[Stored dataset items]
##########

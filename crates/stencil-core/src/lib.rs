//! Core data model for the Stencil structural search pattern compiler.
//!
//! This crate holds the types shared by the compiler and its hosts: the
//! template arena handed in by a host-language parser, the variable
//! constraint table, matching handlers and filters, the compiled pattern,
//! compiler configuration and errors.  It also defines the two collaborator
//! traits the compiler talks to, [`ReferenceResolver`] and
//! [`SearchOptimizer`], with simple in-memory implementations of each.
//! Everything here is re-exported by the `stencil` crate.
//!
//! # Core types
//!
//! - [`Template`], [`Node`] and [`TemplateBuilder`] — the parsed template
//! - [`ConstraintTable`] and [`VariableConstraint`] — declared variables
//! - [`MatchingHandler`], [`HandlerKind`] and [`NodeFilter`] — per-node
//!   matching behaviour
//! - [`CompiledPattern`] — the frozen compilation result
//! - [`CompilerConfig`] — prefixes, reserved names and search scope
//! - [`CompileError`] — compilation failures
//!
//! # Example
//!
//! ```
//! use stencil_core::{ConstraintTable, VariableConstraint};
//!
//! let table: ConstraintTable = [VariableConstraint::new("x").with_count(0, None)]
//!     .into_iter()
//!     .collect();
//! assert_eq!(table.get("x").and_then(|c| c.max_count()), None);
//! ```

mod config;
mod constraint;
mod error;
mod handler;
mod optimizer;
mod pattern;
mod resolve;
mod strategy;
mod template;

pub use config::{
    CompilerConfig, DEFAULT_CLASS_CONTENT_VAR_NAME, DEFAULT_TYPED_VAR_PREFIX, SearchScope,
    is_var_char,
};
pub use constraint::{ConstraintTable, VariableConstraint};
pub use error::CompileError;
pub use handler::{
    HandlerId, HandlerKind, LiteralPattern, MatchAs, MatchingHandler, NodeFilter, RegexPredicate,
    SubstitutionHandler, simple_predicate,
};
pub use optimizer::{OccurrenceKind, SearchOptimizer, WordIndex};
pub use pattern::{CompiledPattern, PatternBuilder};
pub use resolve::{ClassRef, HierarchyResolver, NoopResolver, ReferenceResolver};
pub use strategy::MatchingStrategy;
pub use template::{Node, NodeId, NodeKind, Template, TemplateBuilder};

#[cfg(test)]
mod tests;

##########

Work out how many lines in the data hold the word "strategy"; reply with the number alone.

> [Answer space] 2